Physicochemical characterisation of combustion particles from vehicle exhaust and residential wood smoke

Anette Kocbach¹ , Yanjun Li² , Karl E Yttri³ , Flemming R Cassee⁴ , Per E Schwarze¹ and Ellen Namork¹

¹  Division of Environmental Medicine, Norwegian Institute of Public Health, P.O. Box 4404, N-0403 Oslo, Norway

²  Department of Physics, University of Oslo, Norway

³  Department for Chemical Analysis, Norwegian Institute for Air Research, Kjeller, Norway

⁴  Center of Environmental Health Research, National Institute for Public Health and the Environment (RIVM), Bilthoven, the Netherlands

author email corresponding author email

Particle and Fibre Toxicology 2006, 3:1doi:10.1186/1743-8977-3-1

Published:	3 January 2006

Abstract

Background

Exposure to ambient particulate matter has been associated with a number of adverse health effects. Particle characteristics such as size, surface area and chemistry seem to influence the negative effects of particles. In this study, combustion particles from vehicle exhaust and wood smoke, currently used in biological experiments, were analysed with respect to microstructure and chemistry.

Methods

Vehicle exhaust particles were collected in a road tunnel during two seasons, with and without use of studded tires, whereas wood smoke was collected from a stove with single-stage combustion. Additionally, a reference diesel sample (SRM 2975) was analysed. The samples were characterised using transmission electron microscopy techniques (TEM/HRTEM, EELS and SAED). Furthermore, the elemental and organic carbon fractions were quantified using thermal optical transmission analysis and the content of selected PAHs was determined by gas chromatography-mass spectrometry.

Results

Carbon aggregates, consisting of tens to thousands of spherical primary particles, were the only combustion particles identified in all samples using TEM. The tunnel samples also contained mineral particles originating from road abrasion. The geometric diameters of primary carbon particles from vehicle exhaust were found to be significantly smaller (24 ± 6 nm) than for wood smoke (31 ± 7 nm).
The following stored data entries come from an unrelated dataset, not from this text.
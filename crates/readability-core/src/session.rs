//! A text paired with its cached counts.

use crate::report::{self, Analysis};
use crate::scores::{self, ScoreKind, ScoreResult, ScoreSelector};
use crate::statistics::{self, Counts};

/// Analysis of a single text.
///
/// Counts are computed once at construction; scores are computed on demand
/// from those counts and never cached.
#[derive(Debug, Clone)]
pub struct TextAnalysis<'a> {
    text: &'a str,
    counts: Counts,
}

impl<'a> TextAnalysis<'a> {
    /// Analyze `text`.
    pub fn new(text: &'a str) -> Self {
        Self {
            text,
            counts: statistics::analyze(text),
        }
    }

    /// The analyzed text.
    pub const fn text(&self) -> &'a str {
        self.text
    }

    /// The cached counts.
    pub const fn counts(&self) -> &Counts {
        &self.counts
    }

    /// Compute one index.
    pub fn score(&self, kind: ScoreKind) -> ScoreResult {
        scores::score(&self.counts, kind)
    }

    /// Compute every index covered by `selector`.
    pub fn scores(&self, selector: ScoreSelector) -> Vec<ScoreResult> {
        scores::scores(&self.counts, selector)
    }

    /// The statistics report for this text.
    pub fn statistics(&self) -> String {
        report::format_statistics(&self.counts, self.text)
    }

    /// Formatted score lines for `selector`.
    pub fn score_lines(&self, selector: ScoreSelector) -> Vec<String> {
        self.scores(selector)
            .iter()
            .map(|result| report::format_score(result.kind, result))
            .collect()
    }

    /// Counts and scores bundled for serialization.
    pub fn to_report(&self, selector: Option<ScoreSelector>) -> Analysis {
        Analysis {
            counts: self.counts,
            scores: selector.map(|s| self.scores(s)).unwrap_or_default(),
        }
    }
}

#[cfg(test)]
mod tests {
    use super::*;

    const TEXT: &str = "Hi. Bye!";

    #[test]
    fn counts_match_free_function() {
        let analysis = TextAnalysis::new(TEXT);
        assert_eq!(*analysis.counts(), statistics::analyze(TEXT));
        assert_eq!(analysis.text(), TEXT);
    }

    #[test]
    fn statistics_include_text() {
        let analysis = TextAnalysis::new(TEXT);
        let stats = analysis.statistics();
        assert!(stats.starts_with("The text is:\nHi. Bye!\n\n"));
        assert!(stats.contains("Sentences: 2\n"));
    }

    #[test]
    fn score_lines_follow_selector() {
        let analysis = TextAnalysis::new(TEXT);
        let lines = analysis.score_lines(ScoreSelector::All);
        assert_eq!(lines.len(), 4);
        assert!(lines[0].starts_with("Automated Readability Index: "));
        assert!(lines[3].starts_with("Coleman–Liau index: "));

        let lines = analysis.score_lines(ScoreSelector::Fk);
        assert_eq!(lines.len(), 1);
        assert!(lines[0].starts_with("Flesch–Kincaid readability tests: "));
    }

    #[test]
    fn report_without_selector_has_no_scores() {
        let analysis = TextAnalysis::new(TEXT);
        assert!(analysis.to_report(None).scores.is_empty());
        assert_eq!(analysis.to_report(Some(ScoreSelector::Cl)).scores.len(), 1);
    }

    #[test]
    fn repeated_scores_are_identical() {
        let analysis = TextAnalysis::new(TEXT);
        assert_eq!(analysis.score(ScoreKind::Smog), analysis.score(ScoreKind::Smog));
    }
}
//! Analyze command — text statistics plus readability scores.

use std::io::{self, BufRead, Write};

use anyhow::{Context, bail};
use camino::Utf8PathBuf;
use clap::Args;
use owo_colors::{OwoColorize, Stream};
use tracing::{debug, instrument, warn};

use readability_core::{ScoreResult, ScoreSelector, TextAnalysis, format_score};

use super::read_input_file;

/// Arguments for the `analyze` subcommand.
#[derive(Args, Debug)]
pub struct AnalyzeArgs {
    /// File to analyze.
    pub file: Utf8PathBuf,

    /// Scores to compute. Asked on stdin when neither this nor config sets one.
    #[arg(short, long, value_enum)]
    pub score: Option<ScoreSelector>,
}

/// Print statistics for a file, then the requested readability scores.
///
/// With `--json` and no selector, all four scores are emitted.
#[instrument(name = "cmd_analyze", skip_all, fields(file = %args.file))]
pub fn cmd_analyze(
    args: AnalyzeArgs,
    global_json: bool,
    config_score: Option<ScoreSelector>,
    max_input_bytes: Option<usize>,
) -> anyhow::Result<()> {
    debug!(file = %args.file, score = ?args.score, "executing analyze command");

    let content = read_input_file(&args.file, max_input_bytes)?;
    let analysis = TextAnalysis::new(&content);
    let selector = args.score.or(config_score);

    if global_json {
        let report = analysis.to_report(Some(selector.unwrap_or(ScoreSelector::All)));
        warn_undefined(&report.scores);
        println!("{}", serde_json::to_string_pretty(&report)?);
        return Ok(());
    }

    println!("{}", analysis.statistics());

    let selector = match selector {
        Some(selector) => selector,
        None => prompt_selector(&mut io::stdin().lock(), &mut io::stdout().lock())?,
    };

    let results = analysis.scores(selector);
    warn_undefined(&results);
    for result in &results {
        println!("{}", format_score(result.kind, result));
    }

    Ok(())
}

/// Ask for a score selector until a valid one is entered.
///
/// Lines are matched exactly (`ARI`, `FK`, `SMOG`, `CL`, `all`) after the
/// line terminator is removed. Fails if input ends first.
pub fn prompt_selector<R: BufRead, W: Write>(
    input: &mut R,
    output: &mut W,
) -> anyhow::Result<ScoreSelector> {
    writeln!(
        output,
        "Enter the score you want to calculate ({}):",
        ScoreSelector::NAMES.join(", ")
    )?;
    output.flush()?;

    let mut line = String::new();
    loop {
        line.clear();
        let read = input
            .read_line(&mut line)
            .context("failed to read score type")?;
        if read == 0 {
            bail!("no score type given before end of input");
        }

        match line.trim_end_matches(['\r', '\n']).parse::<ScoreSelector>() {
            Ok(selector) => return Ok(selector),
            Err(err) => {
                debug!(error = %err, "rejected score type");
                writeln!(
                    output,
                    "{}",
                    "Wrong input. Try again:".if_supports_color(Stream::Stdout, |t| t.yellow())
                )?;
                output.flush()?;
            }
        }
    }
}

fn warn_undefined(results: &[ScoreResult]) {
    for result in results.iter().filter(|r| !r.is_defined()) {
        warn!(
            score = %result.kind,
            value = result.value,
            "score undefined: text has no words or no sentences"
        );
    }
}
//! Configuration loading and discovery.
//!
//! This module provides configuration file discovery by:
//! 1. Walking up from the current directory to find project config
//! 2. Loading user config from XDG config directory
//! 3. Merging with sensible defaults
//!
//! # Supported formats
//!
//! - TOML (`.toml`)
//! - YAML (`.yaml`, `.yml`)
//! - JSON (`.json`)
//!
//! # Config file locations (in order of precedence, highest first):
//! - `READABILITY_*` environment variables
//! - `readability.<ext>` in current directory or any parent
//! - `.readability.<ext>` in current directory or any parent
//! - `~/.config/readability/config.<ext>` (user config)
//!
//! When multiple files exist in the same directory, all are merged via figment.
//! Later extensions override earlier: toml < yaml < yml < json.
//!
//! # Example
//! ```no_run
//! use camino::Utf8PathBuf;
//! use readability_core::config::ConfigLoader;
//!
//! let cwd = std::env::current_dir().unwrap();
//! let cwd = Utf8PathBuf::try_from(cwd).expect("current directory is not valid UTF-8");
//! let (config, _sources) = ConfigLoader::new()
//!     .with_project_search(&cwd)
//!     .load()
//!     .unwrap();
//! println!("default score: {:?}", config.score);
//! ```

use camino::{Utf8Path, Utf8PathBuf};
use figment::Figment;
use figment::providers::{Env, Format, Json, Serialized, Toml, Yaml};
use serde::{Deserialize, Serialize};

use crate::error::{ConfigError, ConfigResult};
use crate::scores::ScoreSelector;

/// The configuration for readability.
#[derive(Debug, Clone, Default, Deserialize, Serialize, PartialEq, Eq)]
#[serde(default)]
pub struct Config {
    /// Log level for the application (e.g., "debug", "info", "warn", "error").
    pub log_level: LogLevel,
    /// Directory for JSONL log files. File logging is off when unset.
    pub log_dir: Option<Utf8PathBuf>,
    /// Scores to compute when `--score` is not given.
    ///
    /// When unset, `analyze` asks on stdin.
    pub score: Option<ScoreSelector>,
    /// Maximum input size in bytes (default: 5 MiB).
    ///
    /// Omit to use the default. Use `disable_input_limit` to remove the
    /// limit entirely.
    pub max_input_bytes: Option<usize>,
    /// Disable the input size limit entirely.
    ///
    /// When `true`, `max_input_bytes` is ignored and no size check is performed.
    #[serde(default)]
    pub disable_input_limit: bool,
}

impl Config {
    /// The effective input size limit, or `None` when disabled.
    pub fn input_limit(&self) -> Option<usize> {
        if self.disable_input_limit {
            None
        } else {
            Some(
                self.max_input_bytes
                    .unwrap_or(crate::DEFAULT_MAX_INPUT_BYTES),
            )
        }
    }
}

/// Log level configuration.
#[derive(Debug, Clone, Default, Deserialize, Serialize, PartialEq, Eq)]
#[serde(rename_all = "lowercase")]
pub enum LogLevel {
    /// Verbose output for debugging and development.
    Debug,
    /// Standard operational information (default).
    #[default]
    Info,
    /// Warnings about potential issues.
    Warn,
    /// Errors that indicate failures.
    Error,
}

impl LogLevel {
    /// Returns the log level as a lowercase string slice.
    pub const fn as_str(&self) -> &'static str {
        match self {
            Self::Debug => "debug",
            Self::Info => "info",
            Self::Warn => "warn",
            Self::Error => "error",
        }
    }
}

/// Metadata about which configuration sources were loaded.
///
/// Returned alongside [`Config`] from [`ConfigLoader::load()`] so commands
/// can report the actual config files without re-discovering them.
#[derive(Debug, Clone, Default, Serialize)]
pub struct ConfigSources {
    /// Project config files found by walking up, ordered low→high precedence.
    #[serde(skip_serializing_if = "Vec::is_empty")]
    pub project_files: Vec<Utf8PathBuf>,
    /// User config file from XDG config directory.
    #[serde(skip_serializing_if = "Option::is_none")]
    pub user_file: Option<Utf8PathBuf>,
    /// Explicit config files loaded (e.g., from `--config` flag).
    #[serde(skip_serializing_if = "Vec::is_empty")]
    pub explicit_files: Vec<Utf8PathBuf>,
}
Furthermore, HRTEM showed that primary particles from both sources exhibited a turbostratic microstructure, consisting of concentric carbon layers surrounding several nuclei in vehicle exhaust or a single nucleus in wood smoke. However, no differences were detected in the graphitic character of primary particles from the two sources using SAED and EELS. The total PAH content was higher for combustion particles from wood smoke as compared to vehicle exhaust, whereas no source difference was found for the ratio of organic to total carbon.

Conclusion

Combustion particles from vehicle exhaust and residential wood smoke differ in primary particle diameter, microstructure, and PAH content. Furthermore, the analysed samples seem suitable for assessing the influence of physicochemical characteristics of particles on biological responses.